Raw data

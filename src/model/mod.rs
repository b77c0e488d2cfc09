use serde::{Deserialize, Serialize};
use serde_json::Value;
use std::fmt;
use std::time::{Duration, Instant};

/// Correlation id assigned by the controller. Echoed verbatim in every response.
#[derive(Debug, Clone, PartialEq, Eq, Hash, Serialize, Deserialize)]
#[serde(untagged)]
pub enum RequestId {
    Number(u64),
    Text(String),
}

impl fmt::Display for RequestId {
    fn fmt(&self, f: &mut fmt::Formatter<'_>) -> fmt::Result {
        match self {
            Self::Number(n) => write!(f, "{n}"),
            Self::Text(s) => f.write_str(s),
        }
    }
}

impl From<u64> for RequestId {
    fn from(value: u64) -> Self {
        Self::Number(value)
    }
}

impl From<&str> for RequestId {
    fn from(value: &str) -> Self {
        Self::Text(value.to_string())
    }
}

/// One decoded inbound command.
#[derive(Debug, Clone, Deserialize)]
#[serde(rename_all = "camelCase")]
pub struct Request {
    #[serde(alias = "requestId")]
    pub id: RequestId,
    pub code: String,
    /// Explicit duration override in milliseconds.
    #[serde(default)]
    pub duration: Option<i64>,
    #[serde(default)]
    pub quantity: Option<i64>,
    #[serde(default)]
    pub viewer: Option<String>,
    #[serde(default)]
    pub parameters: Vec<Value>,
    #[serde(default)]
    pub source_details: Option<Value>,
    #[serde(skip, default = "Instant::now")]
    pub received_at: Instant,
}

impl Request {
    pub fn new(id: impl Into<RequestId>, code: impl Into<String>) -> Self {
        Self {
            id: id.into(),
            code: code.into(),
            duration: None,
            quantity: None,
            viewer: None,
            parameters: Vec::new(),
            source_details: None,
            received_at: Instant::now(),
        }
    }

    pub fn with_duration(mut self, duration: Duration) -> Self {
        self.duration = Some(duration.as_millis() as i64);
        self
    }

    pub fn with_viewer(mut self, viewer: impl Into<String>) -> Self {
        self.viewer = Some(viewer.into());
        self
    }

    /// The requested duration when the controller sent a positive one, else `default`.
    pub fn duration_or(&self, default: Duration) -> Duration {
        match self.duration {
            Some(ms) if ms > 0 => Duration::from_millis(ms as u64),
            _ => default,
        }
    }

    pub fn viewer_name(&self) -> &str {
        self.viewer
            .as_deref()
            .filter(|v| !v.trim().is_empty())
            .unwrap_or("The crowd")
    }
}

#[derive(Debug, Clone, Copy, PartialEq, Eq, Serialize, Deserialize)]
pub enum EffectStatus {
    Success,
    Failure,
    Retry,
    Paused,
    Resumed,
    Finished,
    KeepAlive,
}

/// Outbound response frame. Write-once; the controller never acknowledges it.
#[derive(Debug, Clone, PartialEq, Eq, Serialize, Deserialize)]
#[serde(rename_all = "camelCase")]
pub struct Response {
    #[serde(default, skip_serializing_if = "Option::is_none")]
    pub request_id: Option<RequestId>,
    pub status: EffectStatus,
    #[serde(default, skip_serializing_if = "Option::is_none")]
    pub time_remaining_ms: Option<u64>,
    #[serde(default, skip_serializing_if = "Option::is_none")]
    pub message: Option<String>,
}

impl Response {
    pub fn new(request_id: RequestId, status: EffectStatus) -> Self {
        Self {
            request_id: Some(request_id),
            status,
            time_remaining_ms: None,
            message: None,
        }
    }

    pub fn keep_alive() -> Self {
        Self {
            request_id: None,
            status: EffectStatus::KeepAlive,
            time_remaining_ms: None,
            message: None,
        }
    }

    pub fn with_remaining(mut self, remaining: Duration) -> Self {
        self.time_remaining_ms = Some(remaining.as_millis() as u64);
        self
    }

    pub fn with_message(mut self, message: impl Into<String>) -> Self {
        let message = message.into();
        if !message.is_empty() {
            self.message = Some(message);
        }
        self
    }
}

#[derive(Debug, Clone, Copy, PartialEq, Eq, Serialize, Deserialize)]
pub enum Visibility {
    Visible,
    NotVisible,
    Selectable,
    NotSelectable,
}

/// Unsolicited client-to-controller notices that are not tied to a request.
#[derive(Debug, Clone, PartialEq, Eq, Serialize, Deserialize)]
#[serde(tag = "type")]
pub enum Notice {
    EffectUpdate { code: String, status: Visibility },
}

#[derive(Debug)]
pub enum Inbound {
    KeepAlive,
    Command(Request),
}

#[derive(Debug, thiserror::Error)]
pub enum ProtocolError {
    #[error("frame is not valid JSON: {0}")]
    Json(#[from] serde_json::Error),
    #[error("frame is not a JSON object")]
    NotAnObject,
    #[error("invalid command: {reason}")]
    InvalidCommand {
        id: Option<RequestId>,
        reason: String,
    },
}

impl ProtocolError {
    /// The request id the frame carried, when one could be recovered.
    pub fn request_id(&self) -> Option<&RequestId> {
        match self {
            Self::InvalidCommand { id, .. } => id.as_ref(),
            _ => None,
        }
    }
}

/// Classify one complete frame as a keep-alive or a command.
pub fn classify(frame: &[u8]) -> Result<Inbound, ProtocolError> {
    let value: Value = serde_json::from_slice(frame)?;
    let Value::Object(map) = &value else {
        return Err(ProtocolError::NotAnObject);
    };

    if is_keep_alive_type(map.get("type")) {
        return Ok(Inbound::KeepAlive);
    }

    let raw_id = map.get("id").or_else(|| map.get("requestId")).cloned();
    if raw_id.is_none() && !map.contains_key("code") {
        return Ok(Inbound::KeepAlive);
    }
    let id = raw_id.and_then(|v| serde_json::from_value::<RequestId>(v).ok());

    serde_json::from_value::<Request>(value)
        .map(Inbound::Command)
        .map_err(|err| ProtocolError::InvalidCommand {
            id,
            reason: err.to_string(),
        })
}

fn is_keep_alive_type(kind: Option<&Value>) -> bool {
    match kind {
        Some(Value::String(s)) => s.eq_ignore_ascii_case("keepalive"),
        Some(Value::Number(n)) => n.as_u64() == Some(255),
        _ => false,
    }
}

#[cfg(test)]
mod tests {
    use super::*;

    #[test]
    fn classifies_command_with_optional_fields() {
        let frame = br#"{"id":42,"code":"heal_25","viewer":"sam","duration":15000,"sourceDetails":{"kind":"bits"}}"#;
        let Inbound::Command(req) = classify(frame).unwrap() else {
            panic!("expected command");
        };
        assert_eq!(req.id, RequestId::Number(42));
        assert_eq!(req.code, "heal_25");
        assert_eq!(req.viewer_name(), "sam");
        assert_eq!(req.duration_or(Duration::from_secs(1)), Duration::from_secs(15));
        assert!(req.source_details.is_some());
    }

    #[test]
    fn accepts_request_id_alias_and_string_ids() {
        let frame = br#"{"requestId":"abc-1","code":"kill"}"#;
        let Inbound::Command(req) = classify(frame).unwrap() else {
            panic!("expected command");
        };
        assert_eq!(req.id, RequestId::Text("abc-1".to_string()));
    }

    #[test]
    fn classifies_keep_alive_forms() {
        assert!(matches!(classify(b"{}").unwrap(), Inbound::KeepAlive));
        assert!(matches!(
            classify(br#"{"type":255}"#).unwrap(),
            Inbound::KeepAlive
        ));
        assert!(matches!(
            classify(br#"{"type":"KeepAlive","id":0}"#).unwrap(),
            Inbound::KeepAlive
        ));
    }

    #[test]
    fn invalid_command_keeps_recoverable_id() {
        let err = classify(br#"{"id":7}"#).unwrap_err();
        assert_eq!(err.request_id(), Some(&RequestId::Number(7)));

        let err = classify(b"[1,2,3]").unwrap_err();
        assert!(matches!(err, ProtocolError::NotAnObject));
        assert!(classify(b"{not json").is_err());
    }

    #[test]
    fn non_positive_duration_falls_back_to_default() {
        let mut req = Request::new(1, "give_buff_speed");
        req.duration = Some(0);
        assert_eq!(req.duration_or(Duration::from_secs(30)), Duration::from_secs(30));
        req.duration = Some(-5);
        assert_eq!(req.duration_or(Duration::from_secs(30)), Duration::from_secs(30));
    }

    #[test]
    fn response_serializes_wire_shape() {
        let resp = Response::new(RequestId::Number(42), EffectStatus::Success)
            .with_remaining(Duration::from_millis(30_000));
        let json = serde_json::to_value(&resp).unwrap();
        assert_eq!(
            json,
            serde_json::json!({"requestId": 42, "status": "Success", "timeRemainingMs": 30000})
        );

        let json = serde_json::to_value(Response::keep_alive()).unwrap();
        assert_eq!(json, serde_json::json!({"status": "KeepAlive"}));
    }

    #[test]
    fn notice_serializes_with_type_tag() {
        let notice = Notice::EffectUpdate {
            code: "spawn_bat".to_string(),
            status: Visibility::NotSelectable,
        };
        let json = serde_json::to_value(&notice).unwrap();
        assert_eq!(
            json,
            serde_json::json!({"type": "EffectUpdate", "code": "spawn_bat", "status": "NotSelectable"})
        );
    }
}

Your objective
Report the number of lines, in the entries above, that contain the word "quantity", without any other text.

Answer below
2